• _Directions for this task_: When every entry has been read, print each one back exactly.
(Record excerpts begins)
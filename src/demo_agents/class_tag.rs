// src/demo_agents/class_tag.rs
// A dispatcher multicasting to every agent sharing a class tag, without
// knowing their individual ids: exercises Receiver::Class routing.

use crate::agent::{Agent, AgentContext, AgentResult};
use crate::message::Receiver;

pub const WORK_CLASS_TAG: &str = "worker";
pub const WORK_TOPIC: &str = "work-item";

pub struct Dispatcher {
    jobs: Vec<u32>,
}

impl Dispatcher {
    pub fn new(jobs: Vec<u32>) -> Self {
        Self { jobs }
    }
}

impl Agent for Dispatcher {
    fn class_tag(&self) -> &str {
        "dispatcher"
    }

    fn setup(&mut self, ctx: &mut AgentContext) -> AgentResult {
        for job in self.jobs.drain(..) {
            ctx.send(Receiver::Class(WORK_CLASS_TAG.into()), WORK_TOPIC, job)?;
        }
        Ok(())
    }
}

/// Every registered `Worker` auto-subscribes to `WORK_CLASS_TAG` at
/// registration via its `class_tag`, so it needs no explicit `subscribe`
/// call to receive multicast work items.
pub struct Worker {
    pub processed: Vec<u32>,
}

impl Default for Worker {
    fn default() -> Self {
        Self { processed: Vec::new() }
    }
}

impl Agent for Worker {
    fn class_tag(&self) -> &str {
        WORK_CLASS_TAG
    }

    fn update(&mut self, ctx: &mut AgentContext) -> AgentResult {
        while let Some(msg) = ctx.receive() {
            if let Some(job) = msg.payload().as_any().downcast_ref::<u32>() {
                self.processed.push(*job);
                tracing::info!(job, "worker processed job");
            }
        }
        Ok(())
    }
}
(Record excerpts ends)
• _Answer section_:
filename src/demo_agents/class_tag.rs
// src/demo_agents/class_tag.rs
// A dispatcher multicasting to every agent sharing a class tag, without
// knowing their individual ids: exercises Receiver::Class routing.

use crate::agent::{Agent, AgentContext, AgentResult};
use crate::message::Receiver;

pub const WORK_CLASS_TAG: &str = "worker";
pub const WORK_TOPIC: &str = "work-item";

pub struct Dispatcher {
    jobs: Vec<u32>,
}

impl Dispatcher {
    pub fn new(jobs: Vec<u32>) -> Self {
        Self { jobs }
    }
}

impl Agent for Dispatcher {
    fn class_tag(&self) -> &str {
        "dispatcher"
    }

    fn setup(&mut self, ctx: &mut AgentContext) -> AgentResult {
        for job in self.jobs.drain(..) {
            ctx.send(Receiver::Class(WORK_CLASS_TAG.into()), WORK_TOPIC, job)?;
        }
        Ok(())
    }
}

/// Every registered `Worker` auto-subscribes to `WORK_CLASS_TAG` at
/// registration via its `class_tag`, so it needs no explicit `subscribe`
/// call to receive multicast work items.
pub struct Worker {
    pub processed: Vec<u32>,
}

impl Default for Worker {
    fn default() -> Self {
        Self { processed: Vec::new() }
    }
}

impl Agent for Worker {
    fn class_tag(&self) -> &str {
        WORK_CLASS_TAG
    }

    fn update(&mut self, ctx: &mut AgentContext) -> AgentResult {
        while let Some(msg) = ctx.receive() {
            if let Some(job) = msg.payload().as_any().downcast_ref::<u32>() {
                self.processed.push(*job);
                tracing::info!(job, "worker processed job");
            }
        }
        Ok(())
    }
}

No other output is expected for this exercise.